Anthony,

Must agree with you about HSSF; I think it is - to quote a comic hero of mine - a 'cracking' API. The ideal, I think, would be to split it into two streams; one concerned with supporting a product that allows us to create and read BIFF8 files and another that deals with formulae as it alone is a very challenging aspect and something I associate more with the Excel the application than the files it produces. The first could be used to parse Excel files, creating a series of objects that together represent the file. This could be passed to the latter - the calculation engine - that would support performing operations with the sheet and any formulae it contained.

Actually we are combining OOXML and BIFF - HSSF / XSSF - 
http://poi.apache.org/spreadsheet/index.html

I do think that there are probably a huge number of spreadsheets out there used to collect information AND there is a huge need to pull that information out in an organized manner.

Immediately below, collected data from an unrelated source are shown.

//! Path-tracking schema validation over the generic value model.
//!
//! The validator walks an untyped document tree and extracts typed fields
//! while accumulating *all* violations, never stopping at the first. Each
//! extraction helper returns `None` on mismatch after recording a
//! violation; callers skip dependent work but keep validating siblings so
//! a single pass surfaces every independent problem.

mod violation;

use std::collections::HashMap;
use std::path::{Path, PathBuf};
use std::time::Duration;

use specrun_types::Value;

pub use violation::{ValidationError, Violation};

/// Schema validator with a path stack and a violation list.
#[derive(Debug)]
pub struct Validator {
    /// Name of the document being validated (for callers and reports).
    filename: String,
    /// Directory containing the document; tests run with this as their
    /// working directory and relative paths resolve against it.
    base_dir: PathBuf,
    /// Current location as a stack of suffixes, `$` at the bottom.
    path: Vec<String>,
    /// Violations in recording order.
    violations: Vec<Violation>,
    /// When set, unknown map keys are violations.
    strict: bool,
}

impl Validator {
    /// Create a validator for a document, rooted at `$`.
    pub fn new(filename: impl Into<String>, strict: bool) -> Self {
        let filename = filename.into();
        let base_dir = Path::new(&filename)
            .parent()
            .filter(|p| !p.as_os_str().is_empty())
            .map_or_else(|| PathBuf::from("."), Path::to_path_buf);
        Self {
            filename,
            base_dir,
            path: vec!["$".to_string()],
            violations: Vec::new(),
            strict,
        }
    }

    /// Create a validator rooted below `$`, for re-validating a fragment
    /// whose location in the original document is already known.
    pub fn scoped(filename: impl Into<String>, strict: bool, path: impl Into<String>) -> Self {
        let mut v = Self::new(filename, strict);
        v.path = vec![path.into()];
        v
    }

    /// Name of the document being validated.
    pub fn filename(&self) -> &str {
        &self.filename
    }

    /// Directory of the document being validated.
    pub fn base_dir(&self) -> &Path {
        &self.base_dir
    }

    /// Whether unknown map keys are violations.
    pub fn is_strict(&self) -> bool {
        self.strict
    }

    /// The fully composed current path.
    pub fn current_path(&self) -> String {
        self.path.concat()
    }

    /// Record a violation at the current path.
    pub fn add_violation(&mut self, message: impl Into<String>) {
        self.violations.push(Violation {
            path: self.current_path(),
            message: message.into(),
        });
    }

    /// Run `f` with `suffix` pushed onto the path, popping afterwards.
    ///
    /// The pop runs on every non-unwinding exit path; sibling validations
    /// never observe a stale path.
    pub fn in_path<T>(&mut self, suffix: impl Into<String>, f: impl FnOnce(&mut Self) -> T) -> T {
        self.path.push(suffix.into());
        let result = f(self);
        self.path.pop();
        result
    }

    /// Run `f` under the path suffix `.name`.
    pub fn in_field<T>(&mut self, name: &str, f: impl FnOnce(&mut Self) -> T) -> T {
        self.in_path(format!(".{name}"), f)
    }

    /// Run `f` under the path suffix `[index]`.
    pub fn in_index<T>(&mut self, index: usize, f: impl FnOnce(&mut Self) -> T) -> T {
        self.in_path(format!("[{index}]"), f)
    }

    fn type_violation(&mut self, expected: &str, actual: &Value) {
        self.add_violation(format!(
            "should be {expected}, but is {}",
            actual.type_name()
        ));
    }

    /// Require a map.
    pub fn must_be_map<'a>(&mut self, value: &'a Value) -> Option<&'a HashMap<String, Value>> {
        match value.as_map() {
            Some(m) => Some(m),
            None => {
                self.type_violation("map", value);
                None
            }
        }
    }

    /// Require a sequence.
    pub fn must_be_seq<'a>(&mut self, value: &'a Value) -> Option<&'a [Value]> {
        match value.as_seq() {
            Some(items) => Some(items),
            None => {
                self.type_violation("seq", value);
                None
            }
        }
    }

    /// Require a string.
    pub fn must_be_string(&mut self, value: &Value) -> Option<String> {
        match value.as_str() {
            Some(s) => Some(s.to_string()),
            None => {
                self.type_violation("string", value);
                None
            }
        }
    }

    /// Require an integer.
    pub fn must_be_int(&mut self, value: &Value) -> Option<i64> {
        match value.as_int() {
            Some(i) => Some(i),
            None => {
                self.type_violation("int", value);
                None
            }
        }
    }

    /// Require a boolean.
    pub fn must_be_bool(&mut self, value: &Value) -> Option<bool> {
        match value.as_bool() {
            Some(b) => Some(b),
            None => {
                self.type_violation("bool", value);
                None
            }
        }
    }

    /// Require a duration: a bare non-negative integer (seconds) or a
    /// duration string such as `"3s"` or `"500ms"`.
    pub fn must_be_duration(&mut self, value: &Value) -> Option<Duration> {
        match value {
            Value::Int(i) => {
                if *i < 0 {
                    self.add_violation(format!("duration should not be negative, but is {i}"));
                    None
                } else {
                    Some(Duration::from_secs(*i as u64))
                }
            }
            Value::String(s) => match parse_duration(s) {
                Some(d) => Some(d),
                None => {
                    self.add_violation(format!("cannot parse {s:?} as duration"));
                    None
                }
            },
            other => {
                self.type_violation("duration", other);
                None
            }
        }
    }

    fn may_have_with<T>(
        &mut self,
        map: &HashMap<String, Value>,
        key: &str,
        f: impl FnOnce(&mut Self, &Value) -> Option<T>,
    ) -> Option<Option<T>> {
        match map.get(key) {
            None => Some(None),
            Some(value) => self.in_field(key, |v| f(v, value)).map(Some),
        }
    }

    fn must_have_with<T>(
        &mut self,
        map: &HashMap<String, Value>,
        key: &str,
        f: impl FnOnce(&mut Self, &Value) -> Option<T>,
    ) -> Option<T> {
        match map.get(key) {
            None => {
                self.add_violation(format!("should have .{key}"));
                None
            }
            Some(value) => self.in_field(key, |v| f(v, value)),
        }
    }

    /// Required raw value; records a violation when absent.
    pub fn must_have<'a>(
        &mut self,
        map: &'a HashMap<String, Value>,
        key: &str,
    ) -> Option<&'a Value> {
        match map.get(key) {
            Some(value) => Some(value),
            None => {
                self.add_violation(format!("should have .{key}"));
                None
            }
        }
    }

    /// Optional string field. `Some(None)` when absent, `None` on a
    /// recorded type violation.
    pub fn may_have_string(
        &mut self,
        map: &HashMap<String, Value>,
        key: &str,
    ) -> Option<Option<String>> {
        self.may_have_with(map, key, Self::must_be_string)
    }

    /// Required string field.
    pub fn must_have_string(&mut self, map: &HashMap<String, Value>, key: &str) -> Option<String> {
        self.must_have_with(map, key, Self::must_be_string)
    }

    /// Optional integer field.
    pub fn may_have_int(
        &mut self,
        map: &HashMap<String, Value>,
        key: &str,
    ) -> Option<Option<i64>> {
        self.may_have_with(map, key, Self::must_be_int)
    }

    /// Optional boolean field.
    pub fn may_have_bool(
        &mut self,
        map: &HashMap<String, Value>,
        key: &str,
    ) -> Option<Option<bool>> {
        self.may_have_with(map, key, Self::must_be_bool)
    }

    /// Optional duration field.
    pub fn may_have_duration(
        &mut self,
        map: &HashMap<String, Value>,
        key: &str,
    ) -> Option<Option<Duration>> {
        self.may_have_with(map, key, Self::must_be_duration)
    }

    /// Required sequence field; the callback validates the elements.
    pub fn must_have_seq<T>(
        &mut self,
        map: &HashMap<String, Value>,
        key: &str,
        f: impl FnOnce(&mut Self, &[Value]) -> Option<T>,
    ) -> Option<T> {
        self.must_have_with(map, key, |v, value| {
            let items = v.must_be_seq(value)?;
            f(v, items)
        })
    }

    /// In strict mode, flag every map key outside the allow-list.
    ///
    /// Keys are visited in sorted order so violation order is
    /// deterministic. A no-op in non-strict mode.
    pub fn must_contain_only(&mut self, map: &HashMap<String, Value>, allowed: &[&str]) -> bool {
        if !self.strict {
            return true;
        }
        let mut keys: Vec<_> = map.keys().collect();
        keys.sort();
        let mut ok = true;
        for key in keys {
            if !allowed.contains(&key.as_str()) {
                self.add_violation(format!("field .{key} is not expected"));
                ok = false;
            }
        }
        ok
    }

    /// Recognize a variable reference: a one-entry map `{"$": "<name>"}`
    /// whose name is an identifier. Anything else is not a variable.
    pub fn may_be_variable(value: &Value) -> Option<&str> {
        let map = value.as_map()?;
        if map.len() != 1 {
            return None;
        }
        let name = map.get("$")?.as_str()?;
        is_identifier(name).then_some(name)
    }

    /// All violations recorded so far.
    pub fn violations(&self) -> &[Violation] {
        &self.violations
    }

    /// The aggregate error, or `None` when the document is clean.
    pub fn error(&self) -> Option<ValidationError> {
        if self.violations.is_empty() {
            None
        } else {
            Some(ValidationError::new(self.violations.clone()))
        }
    }
}

/// Check the `^[A-Za-z_]\w*$` identifier shape.
pub(crate) fn is_identifier(s: &str) -> bool {
    let mut chars = s.chars();
    match chars.next() {
        Some(c) if c.is_ascii_alphabetic() || c == '_' => {}
        _ => return false,
    }
    chars.all(|c| c.is_ascii_alphanumeric() || c == '_')
}

/// Parse a duration string with a unit suffix (ms, s, m, h).
fn parse_duration(s: &str) -> Option<Duration> {
    let s = s.trim();
    let (number, millis_per_unit) = if let Some(rest) = s.strip_suffix("ms") {
        (rest, 1u64)
    } else if let Some(rest) = s.strip_suffix('s') {
        (rest, 1_000)
    } else if let Some(rest) = s.strip_suffix('m') {
        (rest, 60_000)
    } else if let Some(rest) = s.strip_suffix('h') {
        (rest, 3_600_000)
    } else {
        (s, 1_000)
    };
    let n: u64 = number.trim().parse().ok()?;
    Some(Duration::from_millis(n * millis_per_unit))
}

There is good reason to be able to evaluate on the server, if only to assure that the spreadsheet is consistent.

I wonder if a simple Servlet would be a good example. UPLOAD an xls / xlsx. Recalc - for any number of cycles. Display named ranges. Download resulting file. This could be a handy sample tool that someone could build on for their particular application.

Another reason to be able to evaluate the formulas and functions used in a spreadsheet could be to look for and possibly disable UDFs to follow a clear security policy even if the spreadsheet is actually used in OpenOffice, OpenOffice.org, or Microsoft Office.

Understand about OpenOffice - and I have to admit that it can be slow; certainly connecting to OpenOffice or bootstrapping as they call it takes a couple of seconds. Will keep my eyes open regarding other solutions. Finally, have you thought about working with Nick and the others on developing POI's formula support? Maybe your company would support POI or allow you to work on and then submit patches, that way we all win.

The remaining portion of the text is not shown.